Its possible I got confused because my GX25A3 came with the spare tail cap to enable tail switch, I thought it was a kit version. Maybe not kit version at all? Bezel does not screw off. sorry mate


----------



## NeedMoreLight (Sep 9, 2013)

From the review on Going Gear website. 
(Programmable Features) Energy saving feature: Enabled by default, this feature reduces output current by 25% (or 10% when disabled) after 200 seconds at turbo mode. To toggle this feature, turn on the flashlight at 4th level, and dial to 3rd level and then back to 4th level for ten times within five seconds. 
So by default, the light will drop 25% after 200 seconds, or 10% if energy saver is disabled? If it drops the 10% will it still get hot, or just warm, or somewhere in between? And it shows 1.5 hours runtime at 2750, so would it get close to 1.45 hours at a 10% drop?


----------



## easilyled (Sep 9, 2013)

NeedMoreLight said:


> From the review on Going Gear website.
> (Programmable Features) Energy saving feature: Enabled by default, this feature reduces output current by 25% (or 10% when disabled) after 200 seconds at turbo mode. To toggle this feature, turn on the flashlight at 4th level, and dial to 3rd level and then back to 4th level for ten times within five seconds.
> So by default, the light will drop 25% after 200 seconds, or 10% if energy saver is disabled? If it drops the 10% will it still get hot, or just warm, or somewhere in between? And it shows 1.5 hours runtime at 2750, so would it get close to 1.45 hours at a 10% drop?

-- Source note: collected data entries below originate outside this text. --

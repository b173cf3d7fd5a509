// Copyright 2025 the Trailhead Authors
// SPDX-License-Identifier: Apache-2.0 OR MIT

//! Trailhead Stack: the single, flat navigation stack shared by a tree of coordinators.
//!
//! ## Overview
//!
//! A host UI renders one ordered stack of screens. Several independently written
//! coordinators each push and pop their own slice of that stack.
//! [`SharedStack`] is the only owner of the flat sequence and records, in a
//! [`TransitionTable`], where each coordinator's slice begins.
//!
//! - Push routes or whole coordinator slices with [`SharedStack::push_route`] and
//!   [`SharedStack::push_transition`].
//! - Pop by count, back to a coordinator's initial route, or to the root.
//!   Every pop reports which coordinators were evicted so owners can drop their bookkeeping.
//! - Batch mutations and call [`SharedStack::commit`] to receive a [`StackDamage`]
//!   summary for re-rendering.
//!
//! The crate is generic over the route type (see [`Routable`]) and the coordinator key `K`.
//! It knows nothing about coordinators beyond their keys.
//!
//! ## Example
//!
//! ```rust
//! use trailhead_stack::{Routable, SharedStack};
//!
//! #[derive(Clone, Debug)]
//! struct Screen(&'static str);
//!
//! impl Routable for Screen {
//!     type Id = &'static str;
//!     fn id(&self) -> Self::Id {
//!         self.0
//!     }
//! }
//!
//! // The stack belongs to coordinator 0, which is rendered as the stack root.
//! let mut stack: SharedStack<Screen, u32> = SharedStack::with_base(0);
//! stack.push_route(Screen("detail"));
//!
//! // Coordinator 1 starts its slice at index 1 with its own initial route.
//! stack.push_transition(1, Screen("flow_root"));
//! stack.push_route(Screen("flow_step"));
//! assert_eq!(stack.transition_index(&1), Some(1));
//!
//! // Back to coordinator 1's initial route.
//! let evicted = stack.pop_to_initial_route(&1).unwrap();
//! assert!(evicted.is_empty());
//! assert_eq!(stack.len(), 2);
//!
//! // Popping past its initial route evicts coordinator 1.
//! let evicted = stack.pop_routes(1).unwrap();
//! assert_eq!(evicted, vec![1]);
//!
//! let damage = stack.commit();
//! assert_eq!(damage.retained, 0);
//! assert_eq!(damage.pushed, 1);
//! ```
//!
//! This crate is `no_std` and uses `alloc`.

#![no_std]

extern crate alloc;

pub mod damage;
pub mod route;
pub mod stack;
pub mod transition;

pub use damage::StackDamage;
pub use route::{ById, Renderable, Routable, same_route, same_routes};
pub use stack::SharedStack;
pub use transition::{Transition, TransitionTable};
// Copyright 2025 the Trailhead Authors
// SPDX-License-Identifier: Apache-2.0 OR MIT

//! Errors surfaced to callers.
//!
//! Only deep-link resolution and tab construction fail loudly. Stale handles, missing roots
//! and impossible pops are logged and absorbed where they happen.

use alloc::string::String;

use thiserror::Error;

/// Deep-link resolution failure.
#[derive(Clone, Debug, Error, PartialEq, Eq)]
pub enum DeepLinkError {
    /// No action is registered for `token` on the coordinator that received it.
    #[error("invalid deep link: no route for token `{token}`")]
    Unmatched {
        /// The offending token.
        token: String,
    },

    /// A modal was presented but tokens remain; modal tokens must come last.
    #[error("invalid deep link: token `{token}` follows a modal presentation")]
    TrailingAfterModal {
        /// The first token after the modal one.
        token: String,
    },

    /// `token` maps to a modal presentation on a coordinator without
    /// [`Capabilities::MODAL`](crate::Capabilities::MODAL).
    #[error("invalid deep link: token `{token}` needs modal slots")]
    ModalUnsupported {
        /// The modal token.
        token: String,
    },

    /// A coordinator received a link with no tokens under
    /// [`EmptyLinkPolicy::Reject`](crate::EmptyLinkPolicy::Reject).
    #[error("invalid deep link: no tokens left to route")]
    Empty,

    /// The input could not be parsed as a URL.
    #[error("invalid deep link `{input}`: {reason}")]
    InvalidUrl {
        /// The rejected input.
        input: String,
        /// Parser message.
        reason: String,
    },
}

impl DeepLinkError {
    /// The offending token, for errors that carry one.
    pub fn token(&self) -> Option<&str> {
        match self {
            Self::Unmatched { token }
            | Self::TrailingAfterModal { token }
            | Self::ModalUnsupported { token } => Some(token),
            Self::Empty | Self::InvalidUrl { .. } => None,
        }
    }
}

/// Invalid [`TabSelector`](crate::TabSelector) construction.
#[derive(Clone, Debug, Error, PartialEq, Eq)]
pub enum TabError {
    /// A tab selector needs at least one branch to select.
    #[error("a tab selector needs at least one tab")]
    NoTabs,

    /// Two branches share the same tag id.
    #[error("tab at index {index} duplicates an earlier tab")]
    DuplicateTab {
        /// Index of the second occurrence.
        index: usize,
    },
}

I would imagine that this question would be most satisfactorily answered if you asked it in *selfbuilt's review of the Eagtac SX25L3*

He has a runtime graph for a "25% step-down" and one for "no step down" there.


----------



## SuperDavid (Sep 9, 2013)

The SX25L3 blows my GX25A3 out of the water. Although my photos don't seem to show it. It was probably not the best spot to show the beams because its all a bit close.
the SX25L3 is awesome! Such a strong beam all the way through.

SX25L3







SX25L3 With diffuser lense - it really is a wall of light! Amazing!





GX25A3


----------



## texbaz (Sep 10, 2013)

Thanks SuperDave,looks good thanks for taking the time.

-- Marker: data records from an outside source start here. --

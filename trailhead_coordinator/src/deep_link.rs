// Copyright 2025 the Trailhead Authors
// SPDX-License-Identifier: Apache-2.0 OR MIT

//! Deep links: the ordered tokens of an incoming navigation request.
//!
//! ## Tokenization
//!
//! With the `url` feature, links are parsed with the [`url`] crate. The tokens are the host
//! (when present and non-empty) followed by the non-empty path segments. Query and fragment
//! are ignored, so are empty segments, which makes trailing slashes irrelevant. Relative input
//! such as `/foo/bar` is tokenized as a bare path. Tokens are percent-decoded.
//!
//! The `url` crate lowercases the host of special schemes such as `https` and `file`, so
//! `https://Home/View2` yields `home`. Hosts of custom schemes like `myapp://` keep their case.
//!
//! | input                                  | tokens                              |
//! |----------------------------------------|-------------------------------------|
//! | `https://example.com/foo/bar`          | `example.com`, `foo`, `bar`         |
//! | `https://example.com/foo/bar/?debug=1` | `example.com`, `foo`, `bar`         |
//! | `/foo/bar`                             | `foo`, `bar`                        |
//! | `file:///Users/john/file.txt`          | `Users`, `john`, `file.txt`         |
//! | `myapp://home/new%20flow`              | `home`, `new flow`                  |

use alloc::collections::VecDeque;
use alloc::string::String;
use alloc::vec::Vec;

#[cfg(feature = "url")]
use crate::error::DeepLinkError;

/// A navigation request, consumed token by token while it is dispatched.
#[derive(Clone, Debug, PartialEq, Eq)]
pub struct DeepLink {
    source: String,
    remaining: VecDeque<String>,
}

impl DeepLink {
    /// A link made of already extracted tokens.
    ///
    /// Empty tokens are kept; they simply never match a link table entry.
    pub fn from_tokens<I, S>(tokens: I) -> Self
    where
        I: IntoIterator<Item = S>,
        S: Into<String>,
    {
        let remaining: VecDeque<String> = tokens.into_iter().map(Into::into).collect();
        let source = remaining.iter().map(String::as_str).collect::<Vec<_>>().join("/");
        Self { source, remaining }
    }

    /// Tokenize `input`, which may be an absolute URL or a bare path.
    #[cfg(feature = "url")]
    pub fn parse(input: &str) -> Result<Self, DeepLinkError> {
        let invalid = |e: url::ParseError| DeepLinkError::InvalidUrl {
            input: input.into(),
            reason: alloc::string::ToString::to_string(&e),
        };
        // Absolute input replaces the base entirely when joined.
        let base = url::Url::parse("trailhead:///").map_err(invalid)?;
        let url = base.join(input).map_err(invalid)?;
        let mut link = Self::from_url(&url);
        link.source = input.into();
        Ok(link)
    }

    /// Tokenize a parsed URL.
    #[cfg(feature = "url")]
    pub fn from_url(url: &url::Url) -> Self {
        let host = url.host_str().filter(|h| !h.is_empty());
        let segments: Vec<&str> = match url.path_segments() {
            Some(segments) => segments.collect(),
            // Opaque paths such as `mailto:a/b` have no segments; split them by hand.
            None => url.path().split('/').collect(),
        };
        let remaining = host
            .into_iter()
            .chain(segments)
            .filter(|t| !t.is_empty())
            .map(|t| String::from(percent_encoding::percent_decode_str(t).decode_utf8_lossy()))
            .collect();
        Self {
            source: url.as_str().into(),
            remaining,
        }
    }

    /// The input the link was built from.
    pub fn source(&self) -> &str {
        &self.source
    }

    /// Tokens not consumed yet, in order.
    pub fn remaining(&self) -> impl ExactSizeIterator<Item = &str> + '_ {
        self.remaining.iter().map(String::as_str)
    }

    /// The next token.
    pub fn first(&self) -> Option<&str> {
        self.remaining.front().map(String::as_str)
    }

    /// Position of the first remaining `token`.
    pub fn position(&self, token: &str) -> Option<usize> {
        self.remaining.iter().position(|t| t == token)
    }

    /// Remove and return the next token.
    pub fn consume_first(&mut self) -> Option<String> {
        self.remaining.pop_front()
    }

    /// Remove and return the token at `index`, keeping the order of the others.
    pub fn consume_at(&mut self, index: usize) -> Option<String> {
        self.remaining.remove(index)
    }

    /// Number of remaining tokens.
    pub fn len(&self) -> usize {
        self.remaining.len()
    }

    /// Returns `true` once every token has been consumed.
    pub fn is_empty(&self) -> bool {
        self.remaining.is_empty()
    }
}

#[cfg(feature = "url")]
impl core::str::FromStr for DeepLink {
    type Err = DeepLinkError;

    fn from_str(s: &str) -> Result<Self, Self::Err> {
        Self::parse(s)
    }
}

#[cfg(test)]
mod tests {
    use super::*;

    fn tokens(link: &DeepLink) -> Vec<&str> {
        link.remaining().collect()
    }

    #[test]
    fn consume_front_and_middle() {
        let mut link = DeepLink::from_tokens(["home", "sheet", "view2"]);
        assert_eq!(link.source(), "home/sheet/view2");
        assert_eq!(link.first(), Some("home"));
        assert_eq!(link.position("view2"), Some(2));
        assert_eq!(link.consume_at(1).as_deref(), Some("sheet"));
        assert_eq!(link.consume_first().as_deref(), Some("home"));
        assert_eq!(tokens(&link), ["view2"]);
        assert_eq!(link.consume_at(4), None);
        assert_eq!(link.len(), 1);
        let _ = link.consume_first();
        assert!(link.is_empty());
        assert_eq!(link.consume_first(), None);
    }

    #[cfg(feature = "url")]
    mod url_tokens {
        use super::*;

        #[test]
        fn host_and_path() {
            let link = DeepLink::parse("https://example.com/foo/bar").unwrap();
            assert_eq!(tokens(&link), ["example.com", "foo", "bar"]);
            assert_eq!(link.source(), "https://example.com/foo/bar");
        }

        #[test]
        fn host_only() {
            let link = DeepLink::parse("https://example.com").unwrap();
            assert_eq!(tokens(&link), ["example.com"]);
        }

        #[test]
        fn trailing_slash_adds_nothing() {
            let link = DeepLink::parse("https://example.com/foo/bar/").unwrap();
            assert_eq!(tokens(&link), ["example.com", "foo", "bar"]);
        }

        #[test]
        fn query_and_fragment_are_ignored() {
            let link: DeepLink = "https://example.com/foo/bar?user=123&debug=true#top"
                .parse()
                .unwrap();
            assert_eq!(tokens(&link), ["example.com", "foo", "bar"]);
        }

        #[test]
        fn bare_path() {
            let link = DeepLink::parse("/foo/bar").unwrap();
            assert_eq!(tokens(&link), ["foo", "bar"]);
        }

        #[test]
        fn file_url() {
            let link = DeepLink::parse("file:///Users/john/Documents/file.txt").unwrap();
            assert_eq!(tokens(&link), ["Users", "john", "Documents", "file.txt"]);
        }

        #[test]
        fn custom_scheme() {
            let link = DeepLink::parse("myapp://home/view2").unwrap();
            assert_eq!(tokens(&link), ["home", "view2"]);
        }

        #[test]
        fn tokens_are_percent_decoded() {
            let link = DeepLink::parse("myapp://home/new%20flow/caf%C3%A9").unwrap();
            assert_eq!(tokens(&link), ["home", "new flow", "café"]);
            let link = DeepLink::parse("myapp://my%20home/view2").unwrap();
            assert_eq!(tokens(&link), ["my home", "view2"]);
        }

        #[test]
        fn special_scheme_hosts_are_lowercased() {
            let link = DeepLink::parse("https://Home/View2").unwrap();
            assert_eq!(tokens(&link), ["home", "View2"]);
            let link = DeepLink::parse("myapp://Home/View2").unwrap();
            assert_eq!(tokens(&link), ["Home", "View2"]);
        }

        #[test]
        fn invalid_input_is_reported() {
            let err = DeepLink::parse("https://exa mple.com/").unwrap_err();
            assert!(matches!(err, DeepLinkError::InvalidUrl { .. }));
        }
    }
}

I now have the SX25L3 XML-U2, (great compact mid-midrange thrower) SX25L3 MT-G2, (The great Wall O Light) and the GX25A3 (pocket-able powerhouse only with 3AA). These lights pack a lot of power in very portable format. love the single emitter approach. Thanks for the images. Overall they are great as others have mentioned distinguishing the switch location with feel alone can be challenging, I do wish the knurling was more aggressive and the smooth finish surfaces had a rougher texture (these lights can be slippery at times).


----------



## zzuiram (Oct 8, 2013)

Isn't Panasonic 3400 Protected too long for SX25L3? Eagletac says about compatible battery (diameter/length) 18650: (18-18.8mm/67-68.5mm). 

Panasonic NCR18650B 3400mAh Protected is longer than 68,5mm. Will it be fit to SX25L3?


----------



## GordoJones88 (Oct 8, 2013)

zzuiram said:


> Isn't Panasonic 3400 Protected too long for SX25L3?
> Eagletac says about compatible battery (diameter/length) 18650: (18-18.8mm/67-68.5mm).
> Panasonic NCR18650B 3400mAh Protected is longer than 68,5mm.
> Will it be fit to SX25L3?


 
Yes, it will fit.
The Eagletac 3400mAh 18650 IS a Panasonic 18650b that has been rewrapped.
The Eagletac 3400mAh 18650 fits in any and all Eagletac lights, including the SX25L3.


----------



## xed888 (Oct 8, 2013)

any recommendation on what to use on the bare alu threads? I read you cant use silicon grease.


----------



## zzuiram (Oct 8, 2013)

Thanks for reply.



GordoJones88 said:


> The Eagletac 3400mAh 18650 IS a Panasonic 18650b that has been rewrapped.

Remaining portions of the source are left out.